Lori (tnbbc) | 10060 comments Mod
Here we go!
It's February group read discussion time.

Jessica hosts once again (she's picking books you all really wanna read, huh?!)

in the meantime:

Who's reading it for the first time?
Who's read it before and is giving it a re-read?
Movie vs. Book?


message 2: by Mary (new)

Mary (mjbookaddict) | 2 comments Jessica, great book choice. Didn't see the movie was I enjoyed the books too much.


message 3: by Kandice (new)

Kandice I loved the book because of my children and then loved the movie too! Funny enough, this is our choice this month at my local library as well.


message 4: by Tiffani (new)

Tiffani (tiffanipassportbooks) | 8 comments Just read the book and watched the movie. I did like the book and will likely read more of John Green's work, but of the two I've read for, The Fault In Our Stars comes in second. The movie was good.


message 5: by Kandice (new)

Kandice Tiffani wrote: "Just read the book and watched the movie. I did like the book and will likely read more of John Green's work, but of the two I've read for, The Fault In Our Stars comes in second. The movie was good."

What is the other Green you've read?


message 6: by Tiffani (new)

Tiffani (tiffanipassportbooks) | 8 comments Kandice wrote: "Tiffani wrote: "Just read the book and watched the movie. I did like the book and will likely read more of John Green's work, but of the two I've read for, The Fault In Our Stars comes in second. ..."
Looking for Alaska.


message 7: by Kandice (new)

Kandice I generally prefer when authors use less description for characters and try to always read before I see, but completely understand the problem you are having Paul! It is hard to see the movie and then recreate different faces as we read.


message 8: by Mohammad (new)

Mohammad (mohammadhishamibrahim) | 2 comments I read the book and watched the movie and I think that the book is sway better.
the movie was a disappointment to me because it left out so many good details and didn't represent the character of Isaac (my favorite character in the book) as it deserves.


message 9: by Tiffani (new)

Tiffani (tiffanipassportbooks) | 8 comments Have you read What We See When We Read? It is all about the way readers picture characters even though by and large authors don't describe characters' physical appearance as much as we think, and how the pictures in our heads tend to be informed by our own experiences.
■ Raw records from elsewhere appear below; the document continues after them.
//! Auth-session state for the current user.
//!
//! SYSTEM CONTEXT
//! ==============
//! `Session` owns the token/user pair and its persisted copy. `ApiClient`
//! sees it only as a `SessionGate` (token source, 401 sink); `AuthStore`
//! layers the login/register/logout/refresh flows on top of both.
//!
//! DESIGN
//! ======
//! The token is set exactly when a user is: both are written together on
//! `establish` and cleared together on `clear`, and storage is updated before
//! observers are notified.
//!
//! Every login, register and logout bumps a generation counter. A response
//! that comes back after a newer action started is dropped as
//! `ApiError::Superseded` and never touches state or storage.

#[cfg(test)]
#[path = "auth_test.rs"]
mod auth_test;

use std::sync::Arc;
use std::sync::atomic::{AtomicU64, Ordering};

use crate::error::ApiError;
use crate::net::api;
use crate::net::client::{ApiClient, SessionGate};
use crate::net::types::{AuthPayload, SessionUser};
use crate::persist::{self, KeyValueStore, TOKEN_KEY, USER_KEY};
use crate::store::{Derived, Store, Subscription, derived};

#[derive(Clone, Debug, Default, PartialEq, Eq)]
pub struct AuthState {
    pub user: Option<SessionUser>,
    pub token: Option<String>,
    pub loading: bool,
    pub error: Option<String>,
}

/// Coarse lifecycle phase, derived from `AuthState`.
#[derive(Clone, Copy, Debug, PartialEq, Eq)]
pub enum AuthPhase {
    Anonymous,
    Authenticating,
    Authenticated,
    Error,
}

impl AuthState {
    #[must_use]
    pub fn is_authenticated(&self) -> bool {
        self.user.is_some() && self.token.is_some()
    }

    #[must_use]
    pub fn phase(&self) -> AuthPhase {
        if self.loading {
            AuthPhase::Authenticating
        } else if self.is_authenticated() {
            AuthPhase::Authenticated
        } else if self.error.is_some() {
            AuthPhase::Error
        } else {
            AuthPhase::Anonymous
        }
    }
}

// =============================================================================
// SESSION
// =============================================================================

/// The session core. Clones share state.
#[derive(Clone)]
pub struct Session {
    state: Store<AuthState>,
    storage: Arc<dyn KeyValueStore>,
    generation: Arc<AtomicU64>,
}

impl Session {
    #[must_use]
    pub fn new(storage: Arc<dyn KeyValueStore>) -> Self {
        Self { state: Store::default(), storage, generation: Arc::new(AtomicU64::new(0)) }
    }

    /// Restore a persisted session. Must run before any request is sent.
    ///
    /// A malformed user snapshot, or a token without a user (or the reverse),
    /// leaves the session anonymous and clears both keys.
    pub fn hydrate(&self) {
        let token = persist::read(self.storage.as_ref(), TOKEN_KEY);
        let user = persist::load_json::<SessionUser>(self.storage.as_ref(), USER_KEY);

        match (token, user) {
            (Some(token), Ok(Some(user))) => {
                tracing::info!(user_id = %user.id, "restored persisted session");
                self.state.set(AuthState { user: Some(user), token: Some(token), loading: false, error: None });
            }
            (None, Ok(None)) => {}
            (_, Err(e)) => {
                tracing::warn!(error = %e, "stored user is malformed; clearing session");
                self.remove_keys();
            }
            _ => {
                tracing::warn!("incomplete stored session; clearing");
                self.remove_keys();
            }
        }
    }

    #[must_use]
    pub fn get(&self) -> AuthState {
        self.state.get()
    }

    #[must_use]
    pub fn token(&self) -> Option<String> {
        self.state.with(|s| s.token.clone())
    }

    #[must_use]
    pub fn is_authenticated(&self) -> bool {
        self.state.with(AuthState::is_authenticated)
    }

    pub fn subscribe<F>(&self, observer: F) -> Subscription
    where
        F: Fn(&AuthState) + Send + Sync + 'static,
    {
        self.state.subscribe(observer)
    }

    pub(crate) fn store(&self) -> &Store<AuthState> {
        &self.state
    }

    /// Start a new session action. Returns its generation.
    pub(crate) fn begin(&self) -> u64 {
        let generation = self.supersede();
        self.state.mutate(|s| {
            s.loading = true;
            s.error = None;
        });
        generation
    }

    /// Invalidate every action in flight. Returns the new generation.
    pub(crate) fn supersede(&self) -> u64 {
        self.generation.fetch_add(1, Ordering::SeqCst) + 1
    }

    fn is_current(&self, generation: u64) -> bool {
        self.generation.load(Ordering::SeqCst) == generation
    }

    /// Enter the authenticated state: persist, then publish.
    pub(crate) fn establish(&self, generation: u64, token: String, user: SessionUser) -> Result<(), ApiError> {
        if !self.is_current(generation) {
            return Err(ApiError::Superseded);
        }
        persist::write(self.storage.as_ref(), TOKEN_KEY, &token);
        persist::save_json(self.storage.as_ref(), USER_KEY, &user);
        self.state.set(AuthState { user: Some(user), token: Some(token), loading: false, error: None });
        Ok(())
    }

    /// Record a failed action. Returns `false` if the action was superseded.
    pub(crate) fn fail(&self, generation: u64, message: String) -> bool {
        if !self.is_current(generation) {
            return false;
        }
        self.remove_keys();
        self.state.set(AuthState { user: None, token: None, loading: false, error: Some(message) });
        true
    }

    /// Replace the stored user while the session held by `token` is current.
    pub(crate) fn update_user(&self, token: &str, user: SessionUser) -> bool {
        if self.token().as_deref() != Some(token) {
            return false;
        }
        persist::save_json(self.storage.as_ref(), USER_KEY, &user);
        self.state.mutate(|s| s.user = Some(user));
        true
    }

    /// Enter the anonymous state: remove persisted keys, then publish.
    pub fn clear(&self) {
        self.remove_keys();
        if self.state.with(|s| *s != AuthState::default()) {
            self.state.set(AuthState::default());
        }
    }

    pub fn clear_error(&self) {
        self.state.mutate(|s| s.error = None);
    }

    fn remove_keys(&self) {
        persist::remove(self.storage.as_ref(), TOKEN_KEY);
        persist::remove(self.storage.as_ref(), USER_KEY);
    }
}

impl SessionGate for Session {
    fn bearer_token(&self) -> Option<String> {
        self.token()
    }

    fn expire(&self, token: &str) {
        if self.token().as_deref() != Some(token) {
            tracing::debug!("ignoring expiry for a replaced token");
            return;
        }
        tracing::warn!("session expired; signing out");
        self.supersede();
        self.clear();
    }
}

// =============================================================================
// AUTH STORE
// =============================================================================

/// Session flows over the API. `client` must carry this session as its gate.
#[derive(Clone)]
pub struct AuthStore {
    session: Session,
    client: ApiClient,
}

impl AuthStore {
    #[must_use]
    pub fn new(session: Session, client: ApiClient) -> Self {
        Self { session, client }
    }

    #[must_use]
    pub fn session(&self) -> &Session {
        &self.session
    }

    #[must_use]
    pub fn get(&self) -> AuthState {
        self.session.get()
    }

    pub fn subscribe<F>(&self, observer: F) -> Subscription
    where
        F: Fn(&AuthState) + Send + Sync + 'static,
    {
        self.session.subscribe(observer)
    }

    /// Sign in with username and password.
    ///
    /// # Errors
    ///
    /// Returns the normalized failure (also stored in `error`), or
    /// `ApiError::Superseded` if a newer session action started meanwhile.
    pub async fn login(&self, username: &str, password: &str) -> Result<SessionUser, ApiError> {
        let generation = self.session.begin();
        let result = api::login(&self.client, username, password).await;
        self.finish(generation, result)
    }

    /// Create an account and sign in.
    ///
    /// # Errors
    ///
    /// See [`AuthStore::login`].
    pub async fn register(&self, username: &str, password: &str, email: Option<&str>) -> Result<SessionUser, ApiError> {
        let generation = self.session.begin();
        let result = api::register(&self.client, username, password, email).await;
        self.finish(generation, result)
    }

    fn finish(&self, generation: u64, result: Result<AuthPayload, ApiError>) -> Result<SessionUser, ApiError> {
        match result {
            Ok(payload) => {
                let user = SessionUser::from(&payload.user);
                self.session.establish(generation, payload.token, user.clone())?;
                tracing::info!(user_id = %user.id, username = %user.username, "signed in");
                Ok(user)
            }
            Err(e) => {
                if self.session.fail(generation, e.user_message()) {
                    Err(e)
                } else {
                    Err(ApiError::Superseded)
                }
            }
        }
    }

    /// Clear the local session, then tell the server (best-effort).
    ///
    /// The server call carries the dropped token explicitly, so a 401 for a
    /// token the server already revoked is just a failed logout.
    pub async fn logout(&self) {
        self.session.supersede();
        let token = self.session.token();
        self.session.clear();
        if let Some(token) = token {
            if let Err(e) = api::logout(&self.client, &token).await {
                tracing::debug!(error = %e, "server logout failed; already cleared locally");
            }
        }
        tracing::info!("signed out");
    }

    /// Re-read the signed-in user from the server. No-op when anonymous.
    ///
    /// A rejected token ends the session; a transport failure keeps it.
    /// The request is sent once, without retries.
    ///
    /// # Errors
    ///
    /// Returns the failure after applying the above.
    pub async fn refresh_profile(&self) -> Result<(), ApiError> {
        let Some(token) = self.session.token() else {
            return Ok(());
        };
        match api::verify_profile(&self.client).await {
            Ok(profile) => {
                self.session.update_user(&token, SessionUser::from(&profile));
                Ok(())
            }
            Err(e @ ApiError::Transport { .. }) => Err(e),
            Err(e) => {
                self.session.expire(&token);
                Err(e)
            }
        }
    }

    /// Acknowledge a failed action, returning to anonymous.
    pub fn clear_error(&self) {
        self.session.clear_error();
    }

    #[must_use]
    pub fn is_authenticated(&self) -> Derived<bool> {
        derived(self.session.store(), AuthState::is_authenticated)
    }

    #[must_use]
    pub fn current_user(&self) -> Derived<Option<SessionUser>> {
        derived(self.session.store(), |s: &AuthState| s.user.clone())
    }

    #[must_use]
    pub fn token(&self) -> Derived<Option<String>> {
        derived(self.session.store(), |s: &AuthState| s.token.clone())
    }

    #[must_use]
    pub fn loading(&self) -> Derived<bool> {
        derived(self.session.store(), |s: &AuthState| s.loading)
    }

    #[must_use]
    pub fn error(&self) -> Derived<Option<String>> {
        derived(self.session.store(), |s: &AuthState| s.error.clone())
    }

    #[must_use]
    pub fn phase(&self) -> Derived<AuthPhase> {
        derived(self.session.store(), AuthState::phase)
    }
}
message 10: by Mohammad (new)

Mohammad (mohammadhishamibrahim) | 2 comments Tiffani wrote: "Have you read What We See When We Read? It is all about the way readers picture characters even though by and large authors don't describe characters' physical appearance as much a..."

sounds interesting but.. 419 pages?? hmmmmmmmm too much maybe


message 11: by Marylee (new)

Marylee MacDonald (marylee_macdonald) | 1 comments I haven't read the book before, nor have I seen the movie, so I'm coming at this with fresh eyes. I've heard good things about the book from other people, and I'm looking forward to judging for myself. Already, this book has prompted an interesting set of comments about description, and I sprang for the book Tiffany mentioned, What We See When We Read. Thanks, Tiffany.


message 12: by David (new)

David (dieseldave) | 1 comments I don't see how a movie version pf "The Fault in Our Stars" could improve on this near-perfect book. See the movie if you want, but reading it will make your life better. And it's quite short. Green gets a lot done in a few pages. And "What We See When We Read" is not a 419 page slog. It's mostly pictures.


message 13: by Diane (new)

Diane | 588 comments David wrote: "I don't see how a movie version pf "The Fault in Our Stars" could improve on this near-perfect book. See the movie if you want, but reading it will make your life better. And it's quite short. Gree..."

Thanks for the info on What We See When We Read - I was a bit put off by the amount of pages for that kind of book. It sounds interesting though so I will check it out.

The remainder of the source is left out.